If there are no laws regulating number of dogs per household, and the dogs are taken care of and under control, why would it by anyone's business but the owner's? I have four dogs, have had up to seven in the house (all GSDs), and the biggest problem was stepping over them after getting them home from the dog park. Of course, I live alone and have no family, other than the furry kind.


----------



## shepherdmom

I've had up to 5 dogs at a time. If the doggie personalities work together, you can afford to feed, vet and have the time to spend with them then I don't think it is anyone's business. My husband works with a guy who has 8 Chihuahuas and they do just fine.


----------



## NewbieShepherdGirl

Elaine said:


> People should have to get a liscence before they get even one dog. Most people shouldn't have any.


That's a very slippery slope. I don't disagree with the emotion behind the statement, but we must be careful for what we wish for.


----------



## chelle

I have four and wouldn't do it again. It really is just too much. I love them all dearly, though, so it is what it is. They're all well provided for, health care needs, nutrition needs, exercise, etc... but *my* needs aren't met.  I used to be a pretty social person... agh, not so much anymore. I don't have time.

I say have as many dogs as you can manage, provided they're taken care of properly. Even a dog that doesn't get the "proper" amount of time, is a dog not in a shelter facing euth.


----------



## sjones5254

I have 6. 4 different breeds and they all get along great


----------



## elisabeth_00117

With those with more than 3 - how to manage financially (don't answer if you don't feel comfortable) with providing adequate health care and nutrition? I can't imagine paying for more than 3 dogs - especially large dogs!

I fed raw, so even just storing the amount of food needed for all those dogs seems like a big job to me!

Also, with those with multiple dogs in different training venues - how do you manage - time wise (with work and your other dogs?)? 

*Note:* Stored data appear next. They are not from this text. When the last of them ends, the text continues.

//! 定义了拥塞控制器的可配置参数。
//! Defines configurable parameters for the congestion controller.

use crate::error::{Error, Result};
use std::time::Duration;

/// A structure containing all configurable parameters for one flow's controller.
///
/// 包含单个流控制器所有可配置参数的结构体。
#[derive(Debug, Clone, PartialEq)]
pub struct Config {
    /// Outstanding-set tracking parameters.
    /// 在途集合跟踪参数。
    pub tracker: TrackerConfig,

    /// Window bounds and initial size.
    /// 窗口范围与初始大小。
    pub window: WindowConfig,

    /// Smoothing factor of the loss-rate EWMA.
    /// 丢包率 EWMA 的平滑因子。
    pub loss_alpha: f64,

    /// The decision policy and its paired delay estimator.
    /// 决策策略及其配套的延迟估算器。
    pub policy: PolicyConfig,

    /// How long the sender waits with a stalled window before acting.
    /// 窗口停滞时发送方在采取行动前等待的时长。
    pub idle_timeout: IdleTimeoutConfig,
}

/// Outstanding-set tracking parameters.
///
/// 在途集合跟踪参数。
#[derive(Debug, Clone, PartialEq)]
pub struct TrackerConfig {
    /// The maximum send-time skew tolerated before an older outstanding
    /// datagram is presumed lost rather than reordered.
    /// 在较早的在途数据报被判定为丢失（而不是乱序）之前所容忍的最大发送时间差。
    pub reorder_window_ms: u64,
    /// When set, every new minimum RTT resets the reorder window to
    /// `(min_rtt + 10) / 2`.
    /// 启用后，每个新的最小 RTT 会把乱序窗口重置为 `(min_rtt + 10) / 2`。
    pub adapt_to_min_rtt: bool,
}

/// Window bounds.
///
/// 窗口范围。
#[derive(Debug, Clone, PartialEq)]
pub struct WindowConfig {
    /// 初始窗口大小（以数据报为单位）。
    pub initial_size: f64,
    /// 最小窗口大小。
    pub min_size: f64,
    /// 最大窗口大小。
    pub max_size: f64,
    /// The lowest `min_size` this deployment accepts. At least one datagram,
    /// so an empty flow can always send.
    /// 本部署接受的最小 `min_size`。至少为一个数据报。
    pub floor: f64,
}

/// Selects the decision rule together with the delay estimator it consumes.
///
/// 选择决策规则及其使用的延迟估算器。
#[derive(Debug, Clone, PartialEq)]
pub enum PolicyConfig {
    /// One-way-delay skew with per-ack threshold decisions.
    /// 单向延迟偏差 + 逐ACK阈值决策。
    Threshold(ThresholdConfig),
    /// RTT EWMA with rate-limited, prioritized decisions.
    /// RTT EWMA + 限速的优先级决策。
    EwmaPriority(EwmaPriorityConfig),
}

/// Parameters of the threshold-on-relative-delay rule.
///
/// 相对延迟阈值规则的参数。
#[derive(Debug, Clone, PartialEq)]
pub struct ThresholdConfig {
    /// Relative delay (ms) at or below which the window grows.
    /// 相对延迟（毫秒）不高于此值时增大窗口。
    pub up_threshold: f64,
    /// Relative delay (ms) at or above which the window shrinks.
    /// 相对延迟（毫秒）不低于此值时减小窗口。
    pub down_threshold: f64,
    pub up_delta: f64,
    pub down_delta: f64,
    /// Decrease applied for every datagram swept as lost.
    /// 每个被判定丢失的数据报所导致的减少量。
    pub loss_delta: f64,
    /// When set, the tolerated relative delay follows the path's minimum RTT
    /// instead of the fixed thresholds.
    /// 启用后，可容忍的相对延迟随路径最小 RTT 变化，而不是使用固定阈值。
    pub rtt_scaled_limit: Option<RttScaledLimit>,
}

/// A delay limit proportional to the path length.
///
/// With `owt = min_rtt / 2`, the estimated one-way delay may reach
/// `max(factor * owt, owt + min_headroom_ms)` before the window shrinks.
/// Below or at the limit the window grows by `up_delta`, above it it shrinks
/// by `down_delta`.
///
/// 与路径长度成比例的延迟上限。估计单向延迟不超过
/// `max(factor * owt, owt + min_headroom_ms)` 时增窗，否则减窗。
#[derive(Debug, Clone, Copy, PartialEq)]
pub struct RttScaledLimit {
    pub factor: f64,
    pub min_headroom_ms: f64,
}

/// Parameters of the thresholded EWMA rule.
///
/// 阈值化 EWMA 规则的参数。
#[derive(Debug, Clone, PartialEq)]
pub struct EwmaPriorityConfig {
    /// Smoothing factor of the RTT EWMA.
    /// RTT EWMA 的平滑因子。
    pub rtt_alpha: f64,
    /// Minimum spacing between two delay/loss driven decisions.
    /// 两次由延迟/丢包驱动的决策之间的最小间隔。
    pub decision_interval_ms: u64,
    /// Size of one adjustment step, in datagrams.
    /// 单次调整步长（以数据报为单位）。
    pub step: f64,
    /// Decrease applied for every datagram swept as lost, outside of the rate limit.
    /// 每个被判定丢失的数据报所导致的减少量，不受限速约束。
    pub loss_delta: f64,
    /// Loss EWMA above which the window shrinks by two steps.
    pub severe_loss_rate: f64,
    /// Loss EWMA above which the window shrinks by one step.
    pub moderate_loss_rate: f64,
    /// RTT headroom over the minimum below which the window grows by two steps.
    pub fast_growth_headroom_ms: f64,
    /// RTT headroom over the minimum below which the window grows by one step.
    pub slow_growth_headroom_ms: f64,
    /// Absolute RTT above which the window shrinks by one step.
    pub rtt_ceiling_ms: f64,
}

I have one in herding, one in schutzhund and the one in schutzhund is also starting agility in a few weeks... all my time (and money!) is going to this lately or gas money to get there. And now that one is trialing, money is spent on fees and gas to and from trials. I can't imagine doing this with more than 1-2 dogs.

Kudos to those who do it - it's a dream to have more than 2-3 dogs, all involved in different sports, etc... just can't imagine actually doing it right now - especially with working full time.


----------



## Liesje

elisabeth_00117 said:


> With those with more than 3 - how to manage financially (don't answer if you don't feel comfortable) with providing adequate health care and nutrition? I can't imagine paying for more than 3 dogs - especially large dogs!
> 
> I fed raw, so even just storing the amount of food needed for all those dogs seems like a big job to me!
> 
> Also, with those with multiple dogs in different training venues - how do you manage - time wise (with work and your other dogs?)?
> 
> I have one in herding, one in schutzhund and the one in schutzhund is also starting agility in a few weeks... all my time (and money!) is going to this lately or gas money to get there. And now that one is trialing, money is spent on fees and gas to and from trials. I can't imagine doing this with more than 1-2 dogs.
> 
> Kudos to those who do it - it's a dream to have more than 2-3 dogs, all involved in different sports, etc... just can't imagine actually doing it right now - especially with working full time.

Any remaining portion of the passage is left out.